1. The inhibition of cholinesterase and carboxylesterase activities in the diisopropyl fluorophosphate (DFP) intoxication, and the inducibility of organophosphate (OP) detoxicating enzymes was studied in rats. 2. In phenobarbital (PB)-, but not in β-naphthoflavone (NF)-pretreated rats, the activities of DFP-inhibited cholinesterases were 70–120% higher than in non-pretreated rats. Also the inhibition of the microsomal and cytosolic carboxylesterase activity in liver was efficiently antagonized by BP, but not by NF. 3. In vitro the microsomes from PB-treated rats detoxicated DFP probably by O-dealkylation, since no fluoride was released from DFP. Glutathione S-transferase did not detoxicate DFP. 4. 7-Pentoxyresorufin O-dealkylase, a specific enzyme of cytochrome P450IIB subfamily, was induced by PB, flumecinol, isosafrole and NF by 167- 61-, 26- and 1.6-fold, respectively. 7-Ethoxyresorufin O-deethylase, a marker enzyme of cytochrome P450IA subfamily, was induced by those agents 5-, 4-, 31- and 94-fold, given in the same order.
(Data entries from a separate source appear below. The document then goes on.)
impl<P: ElementPort> PublisherLogic<P> {
    fn new(
        slot: CallbackSlot<PublisherEvent<P::Item>>,
        state: Arc<Mutex<PublisherState>>,
        preset: Option<Arc<dyn Subscriber<P::Item>>>,
        watch_timeout: bool,
    ) -> Self {
        Self {
            slot,
            state,
            preset,
            subscriber: None,
            demand: 0,
            pending: None,
            timeout: None,
            watch_timeout,
            _port: PhantomData,
        }
    }

    fn inlet() -> Inlet<P::Item> {
        Inlet::new(0)
    }

    fn record(&self, outcome: Result<()>) {
        let mut state = self.state.lock();
        if state.outcome.is_none() {
            state.outcome = Some(outcome);
        }
    }

    fn attach(
        &mut self,
        ctx: &mut StageContext<'_>,
        subscriber: Arc<dyn Subscriber<P::Item>>,
    ) -> Result<()> {
        let first = {
            let mut state = self.state.lock();
            !std::mem::replace(&mut state.subscribed, true)
        };
        if !first {
            subscriber.on_subscribe(Arc::new(CancelledSubscription));
            subscriber.on_error(rejected());
            return Ok(());
        }

        ctx.cancel_timer(SUBSCRIPTION_TIMEOUT);
        subscriber.on_subscribe(Arc::new(StageSubscription {
            slot: self.slot.clone(),
        }));
        match self.pending.take() {
            Some(Ok(())) => {
                subscriber.on_complete();
                self.record(Ok(()));
                ctx.complete_stage()
            }
            Some(Err(error)) => {
                subscriber.on_error(error.clone());
                self.record(Err(error.clone()));
                ctx.fail_stage(error)
            }
            None => {
                self.subscriber = Some(subscriber);
                Ok(())
            }
        }
    }

    fn upstream_terminated(&mut self, ctx: &mut StageContext<'_>, outcome: Result<()>) -> Result<()> {
        match self.subscriber.take() {
            Some(subscriber) => {
                match &outcome {
                    Ok(()) => subscriber.on_complete(),
                    Err(error) => subscriber.on_error(error.clone()),
                }
                self.record(outcome.clone());
            }
            None if !self.state.lock().subscribed => {
                // Held back until a subscriber shows up or the timeout fires.
                self.pending = Some(outcome);
                ctx.set_keep_going(true);
                return Ok(());
            }
            None => {}
        }
        match outcome {
            Ok(()) => ctx.complete_stage(),
            Err(error) => ctx.fail_stage(error),
        }
    }
}

impl<P: ElementPort> StageLogic for PublisherLogic<P> {
    fn pre_start(&mut self, ctx: &mut StageContext<'_>) -> Result<()> {
        self.slot.bind(ctx.async_callback());
        if let Some(subscriber) = self.preset.take() {
            return self.attach(ctx, subscriber);
        }
        if self.watch_timeout {
            self.timeout = ctx.attributes().get_subscription_timeout();
            if let Some((mode, timeout)) = self.timeout {
                if mode != SubscriptionTimeoutMode::Noop {
                    ctx.schedule_once(SUBSCRIPTION_TIMEOUT, timeout);
                }
            }
        }
        Ok(())
    }

    fn on_push(&mut self, ctx: &mut StageContext<'_>, _inlet: usize) -> Result<()> {
        let item = P::grab(ctx)?;
        self.demand = self.demand.saturating_sub(1);
        if let Some(subscriber) = &self.subscriber {
            subscriber.on_next(item);
        }
        if self.demand > 0 {
            ctx.try_pull(Self::inlet())?;
        }
        Ok(())
    }

    fn on_upstream_finish(&mut self, ctx: &mut StageContext<'_>, _inlet: usize) -> Result<()> {
        self.upstream_terminated(ctx, Ok(()))
    }

    fn on_upstream_failure(
        &mut self,
        ctx: &mut StageContext<'_>,
        _inlet: usize,
        error: StreamError,
    ) -> Result<()> {
        self.upstream_terminated(ctx, Err(error))
    }

    fn on_timer(&mut self, ctx: &mut StageContext<'_>, _key: TimerKey) -> Result<()> {
        if self.state.lock().subscribed {
            return Ok(());
        }
        let Some((mode, timeout)) = self.timeout else {
            return Ok(());
        };
        match mode {
            SubscriptionTimeoutMode::Cancel => {
                let error = StreamError::subscription_timeout(format!(
                    "publisher {} was not subscribed within {timeout:?}",
                    ctx.stage_name()
                ));
                self.record(Err(error.clone()));
                ctx.fail_stage(error)
            }
            SubscriptionTimeoutMode::Warn => {
                warn!(
                    "publisher {} was not subscribed within {:?}",
                    ctx.stage_name(),
                    timeout
                );
                Ok(())
            }
            SubscriptionTimeoutMode::Noop => Ok(()),
        }
    }

    fn on_async(&mut self, ctx: &mut StageContext<'_>, event: Box<dyn Any + Send>) -> Result<()> {
        match downcast_event::<PublisherEvent<P::Item>>(event)? {
            PublisherEvent::Subscribe(subscriber) => self.attach(ctx, subscriber),
            PublisherEvent::Request(0) => {
                if let Some(subscriber) = self.subscriber.take() {
                    let error = StreamError::InvalidDemand { requested: 0 };
                    subscriber.on_error(error.clone());
                    self.record(Err(error));
                }
                ctx.complete_stage()
            }
            PublisherEvent::Request(n) => {
                if self.subscriber.is_none() {
                    return Ok(());
                }
                self.demand = self.demand.saturating_add(n);
                ctx.try_pull(Self::inlet())
            }
            PublisherEvent::Cancel => {
                if self.subscriber.take().is_some() {
                    debug!("{}: subscriber cancelled", ctx.stage_name());
                    self.record(Ok(()));
                }
                ctx.complete_stage()
            }
        }
    }

    fn post_stop(&mut self, abort_cause: Option<&StreamError>) {
        self.slot.close();
        if let Some(subscriber) = self.subscriber.take() {
            let error = abort_cause.cloned().unwrap_or_else(|| {
                StreamError::abrupt_termination("publisher stopped before its upstream ended")
            });
            subscriber.on_error(error.clone());
            self.record(Err(error));
            return;
        }
        let outcome = self.pending.take().unwrap_or_else(|| {
            Err(abort_cause.cloned().unwrap_or_else(|| {
                StreamError::abrupt_termination("publisher stopped without a subscriber")
            }))
        });
        self.record(outcome);
    }
}

enum SubscriberEvent<T> {
    Subscribed(Arc<dyn Subscription>),
    Next(T),
    Error(StreamError),
    Complete,
}

/// Materialized value of `Source::as_subscriber`; also what `Source::from_publisher`
/// subscribes with.
///
/// Signals received before the stream has started are buffered. A subscription
/// offered after the stream stopped is cancelled right away.
pub struct StreamSubscriber<T> {
    slot: CallbackSlot<SubscriberEvent<T>>,
}

impl<T: Send + 'static> Subscriber<T> for StreamSubscriber<T> {
    fn on_subscribe(&self, subscription: Arc<dyn Subscription>) {
        if let Err(SubscriberEvent::Subscribed(subscription)) =
            self.slot.invoke(SubscriberEvent::Subscribed(subscription))
        {
            subscription.cancel();
        }
    }

    fn on_next(&self, element: T) {
        let _ = self.slot.invoke(SubscriberEvent::Next(element));
    }

    fn on_error(&self, error: StreamError) {
        let _ = self.slot.invoke(SubscriberEvent::Error(error));
    }

    fn on_complete(&self) {
        let _ = self.slot.invoke(SubscriberEvent::Complete);
    }
}

impl<T> Clone for StreamSubscriber<T> {
    fn clone(&self) -> Self {
        Self {
            slot: self.slot.clone(),
        }
    }
}

impl<T> fmt::Debug for StreamSubscriber<T> {
    fn fmt(&self, f: &mut fmt::Formatter<'_>) -> fmt::Result {
        f.debug_struct("StreamSubscriber").finish_non_exhaustive()
    }
}

/// Source side: requests in batches to keep between half of and a full input
/// buffer in flight.
struct SubscriberLogic<P: ElementPort> {
    slot: CallbackSlot<SubscriberEvent<P::Item>>,
    upstream: Option<Arc<dyn Publisher<P::Item>>>,
    subscription: Option<Arc<dyn Subscription>>,
    buffer: VecDeque<P::Item>,
    sizes: Option<(usize, usize)>,
    outstanding: u64,
    upstream_done: bool,
    _port: PhantomData<fn() -> P>,
}
// Copyright 2025 Umberto Gotti <umberto.gotti@umbertogotti.dev>
// Licensed under the Apache License, Version 2.0
// http://www.apache.org/licenses/LICENSE-2.0

use sluice_core::supervision::resuming_decider;
use sluice_core::StreamError;
use sluice_stream::prelude::*;
use sluice_stream_time::{ThrottleMode, TimeOps};
use sluice_test_utils::await_within;
use std::time::{Duration, Instant};

#[tokio::test]
async fn test_shaping_throttle_spaces_elements_in_order() -> anyhow::Result<()> {
    // Arrange
    let materializer = Materializer::new()?;
    let source = Source::from_iter(1..=5).throttle(
        1,
        Duration::from_millis(100),
        0,
        ThrottleMode::Shaping,
    );
    let started = Instant::now();

    // Act
    let result = await_within(5_000, source.run_with(Sink::seq(), &materializer)?).await?;

    // Assert
    assert_eq!(result, vec![1, 2, 3, 4, 5]);
    assert!(started.elapsed() >= Duration::from_millis(400));
    Ok(())
}

#[tokio::test]
async fn test_burst_passes_without_waiting() -> anyhow::Result<()> {
    // Arrange
    let materializer = Materializer::new()?;
    let source = Source::from_iter(1..=5).throttle(
        1,
        Duration::from_secs(10),
        5,
        ThrottleMode::Shaping,
    );
    let started = Instant::now();

    // Act
    let result = await_within(1_000, source.run_with(Sink::seq(), &materializer)?).await?;

    // Assert
    assert_eq!(result, vec![1, 2, 3, 4, 5]);
    assert!(started.elapsed() < Duration::from_secs(1));
    Ok(())
}

#[tokio::test]
async fn test_cost_function_charges_heavy_elements_more() -> anyhow::Result<()> {
    // Arrange
    let materializer = Materializer::new()?;
    let source = Source::from_iter(vec![3u64, 3]).throttle_with_cost(
        10,
        Duration::from_millis(500),
        3,
        |weight: &u64| *weight,
        ThrottleMode::Shaping,
    );
    let started = Instant::now();

    // Act
    let result = await_within(2_000, source.run_with(Sink::seq(), &materializer)?).await?;

    // Assert
    assert_eq!(result, vec![3, 3]);
    assert!(started.elapsed() >= Duration::from_millis(150));
    Ok(())
}

#[tokio::test]
async fn test_enforcing_throttle_fails_on_excess_rate() -> anyhow::Result<()> {
    // Arrange
    let materializer = Materializer::new()?;
    let source = Source::from_iter(1..=5).throttle(
        1,
        Duration::from_secs(10),
        1,
        ThrottleMode::Enforcing,
    );

    // Act
    let result = await_within(1_000, source.run_with(Sink::seq(), &materializer)?).await;

    // Assert
    assert!(matches!(result, Err(StreamError::RateExceeded { .. })));
    Ok(())
}

#[tokio::test]
async fn test_enforcing_throttle_with_resume_drops_excess() -> anyhow::Result<()> {
    // Arrange
    let materializer = Materializer::new()?;
    let source = Source::from_iter(1..=5)
        .throttle(1, Duration::from_secs(10), 2, ThrottleMode::Enforcing)
        .with_supervision(resuming_decider());

    // Act
    let result = await_within(1_000, source.run_with(Sink::seq(), &materializer)?).await?;

    // Assert
    assert_eq!(result, vec![1, 2]);
    Ok(())
}

#[tokio::test]
async fn test_throttle_completes_after_the_held_element() -> anyhow::Result<()> {
    // Arrange
    let materializer = Materializer::new()?;
    let source = Source::from_iter(vec!["a", "b"]).throttle(
        1,
        Duration::from_millis(50),
        0,
        ThrottleMode::Shaping,
    );

    // Act
    let last = await_within(1_000, source.run_with(Sink::last(), &materializer)?).await?;

    // Assert
    assert_eq!(last, "b");
    Ok(())
}
// Copyright 2025 Umberto Gotti <umberto.gotti@umbertogotti.dev>
// Licensed under the Apache License, Version 2.0
// http://www.apache.org/licenses/LICENSE-2.0

//! Stage and graph attributes.
//!
//! Attributes are an ordered list where entries further to the right are more
//! specific. When a composite is wrapped with extra attributes they are placed in
//! front of the ones it already carries, so the innermost setting always wins:
//!
//! ```
//! use sluice_core::Attributes;
//!
//! let inner = Attributes::name("inner").and(Attributes::input_buffer(1, 1));
//! let effective = inner.nested_under(&Attributes::name("outer"));
//!
//! assert_eq!(effective.get_name(), Some("inner"));
//! assert_eq!(effective.get_input_buffer(), Some((1, 1)));
//! ```

use crate::supervision::Decider;
use std::fmt;
use std::time::Duration;

/// Severity used by the `log` operator.
#[derive(Debug, Clone, Copy, PartialEq, Eq, Hash, PartialOrd, Ord)]
pub enum LogLevel {
    /// Do not log
    Off,
    /// Error level
    Error,
    /// Warning level
    Warn,
    /// Info level
    Info,
    /// Debug level
    Debug,
    /// Trace level
    Trace,
}

/// Reaction to a substream or publisher that is not subscribed in time.
#[derive(Debug, Clone, Copy, PartialEq, Eq, Hash)]
pub enum SubscriptionTimeoutMode {
    /// Treat the substream as cancelled and fail a late subscriber with
    /// [`StreamError::SubscriptionTimeout`](crate::StreamError::SubscriptionTimeout).
    Cancel,
    /// Log a warning and keep waiting.
    Warn,
    /// Keep waiting silently.
    Noop,
}

/// A single attribute entry.
#[derive(Clone)]
pub enum Attribute {
    /// Human readable stage name used in logs and errors.
    Name(String),
    /// Buffer used by async boundaries and stream-crossing stages.
    InputBuffer {
        /// Elements requested when the boundary starts
        initial: usize,
        /// Maximum number of elements buffered
        max: usize,
    },
    /// Supervision policy for stage-local errors.
    Supervision(Decider),
    /// Marks the end of an island.
    AsyncBoundary,
    /// How long a substream may stay unsubscribed, and what happens then.
    SubscriptionTimeout {
        /// Reaction to the timeout
        mode: SubscriptionTimeoutMode,
        /// Time allowed between emission and subscription
        timeout: Duration,
    },
    /// Levels used by the `log` operator.
    LogLevels {
        /// Level for each element
        element: LogLevel,
        /// Level for completion
        finish: LogLevel,
        /// Level for failure
        failure: LogLevel,
    },
}

impl fmt::Debug for Attribute {
    fn fmt(&self, f: &mut fmt::Formatter<'_>) -> fmt::Result {
        match self {
            Self::Name(name) => f.debug_tuple("Name").field(name).finish(),
            Self::InputBuffer { initial, max } => f
                .debug_struct("InputBuffer")
                .field("initial", initial)
                .field("max", max)
                .finish(),
            Self::Supervision(_) => f.write_str("Supervision(<decider>)"),
            Self::AsyncBoundary => f.write_str("AsyncBoundary"),
            Self::SubscriptionTimeout { mode, timeout } => f
                .debug_struct("SubscriptionTimeout")
                .field("mode", mode)
                .field("timeout", timeout)
                .finish(),
            Self::LogLevels {
                element,
                finish,
                failure,
            } => f
                .debug_struct("LogLevels")
                .field("element", element)
                .field("finish", finish)
                .field("failure", failure)
                .finish(),
        }
    }
}

/// Ordered attribute list, innermost last.
#[derive(Clone, Debug, Default)]
pub struct Attributes {
    entries: Vec<Attribute>,
}

impl Attributes {
    /// Empty attribute list.
    #[must_use]
    pub const fn none() -> Self {
        Self {
            entries: Vec::new(),
        }
    }

    /// List holding a single attribute.
    #[must_use]
    pub fn from_attribute(attribute: Attribute) -> Self {
        Self {
            entries: vec![attribute],
        }
    }

    /// `Name` attribute.
    pub fn name(name: impl Into<String>) -> Self {
        Self::from_attribute(Attribute::Name(name.into()))
    }

    /// `InputBuffer` attribute.
    #[must_use]
    pub fn input_buffer(initial: usize, max: usize) -> Self {
        Self::from_attribute(Attribute::InputBuffer { initial, max })
    }

    /// `Supervision` attribute.
    #[must_use]
    pub fn supervision(decider: Decider) -> Self {
        Self::from_attribute(Attribute::Supervision(decider))
    }

    /// `AsyncBoundary` attribute.
    #[must_use]
    pub fn async_boundary() -> Self {
        Self::from_attribute(Attribute::AsyncBoundary)
    }

    /// `SubscriptionTimeout` attribute.
    #[must_use]
    pub fn subscription_timeout(mode: SubscriptionTimeoutMode, timeout: Duration) -> Self {
        Self::from_attribute(Attribute::SubscriptionTimeout { mode, timeout })
    }

    /// `LogLevels` attribute.
    #[must_use]
    pub fn log_levels(element: LogLevel, finish: LogLevel, failure: LogLevel) -> Self {
        Self::from_attribute(Attribute::LogLevels {
            element,
            finish,
            failure,
        })
    }

    /// Append `inner`, whose entries take precedence over `self`.
    #[must_use]
    pub fn and(mut self, inner: Attributes) -> Self {
        self.entries.extend(inner.entries);
        self
    }

    /// Place `outer` in front of `self` so that `self` keeps precedence.
    #[must_use]
    pub fn nested_under(&self, outer: &Attributes) -> Self {
        let mut entries = Vec::with_capacity(outer.entries.len() + self.entries.len());
        entries.extend(outer.entries.iter().cloned());
        entries.extend(self.entries.iter().cloned());
        Self { entries }
    }

    /// Whether the list has no entries.
    #[must_use]
    pub fn is_empty(&self) -> bool {
        self.entries.is_empty()
    }

    /// All entries, outermost first.
    pub fn iter(&self) -> impl Iterator<Item = &Attribute> {
        self.entries.iter()
    }

    fn find<'a, T>(&'a self, pick: impl Fn(&'a Attribute) -> Option<T>) -> Option<T> {
        self.entries.iter().rev().find_map(pick)
    }

    /// Innermost name.
    #[must_use]
    pub fn get_name(&self) -> Option<&str> {
        self.find(|attribute| match attribute {
            Attribute::Name(name) => Some(name.as_str()),
            _ => None,
        })
    }

    /// Innermost `(initial, max)` input buffer.
    #[must_use]
    pub fn get_input_buffer(&self) -> Option<(usize, usize)> {
        self.find(|attribute| match attribute {
            Attribute::InputBuffer { initial, max } => Some((*initial, *max)),
            _ => None,
        })
    }

    /// Innermost supervision decider.
    #[must_use]
    pub fn get_decider(&self) -> Option<Decider> {
        self.find(|attribute| match attribute {
            Attribute::Supervision(decider) => Some(decider.clone()),
            _ => None,
        })
    }

    /// Innermost subscription timeout setting.
    #[must_use]
    pub fn get_subscription_timeout(&self) -> Option<(SubscriptionTimeoutMode, Duration)> {
        self.find(|attribute| match attribute {
            Attribute::SubscriptionTimeout { mode, timeout } => Some((*mode, *timeout)),
            _ => None,
        })
    }

    /// Innermost `(element, finish, failure)` log levels.
    #[must_use]
    pub fn get_log_levels(&self) -> Option<(LogLevel, LogLevel, LogLevel)> {
        self.find(|attribute| match attribute {
            Attribute::LogLevels {
                element,
                finish,
                failure,
            } => Some((*element, *finish, *failure)),
            _ => None,
        })
    }

    /// Whether the list carries an async boundary marker.
    #[must_use]
    pub fn is_async_boundary(&self) -> bool {
        self.entries
            .iter()
            .any(|attribute| matches!(attribute, Attribute::AsyncBoundary))
    }
}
Glutathione S-transferase, paraoxonase and DFPase activities were increased 0–72% by the tested inducers. 5. The results suggest that the cytochrome P450IIB subfamily, inducible by PB, participates in DFP detoxication by O-dealkylation. Its induction probably causes the protection against the cholinesterase inhibition by OPs.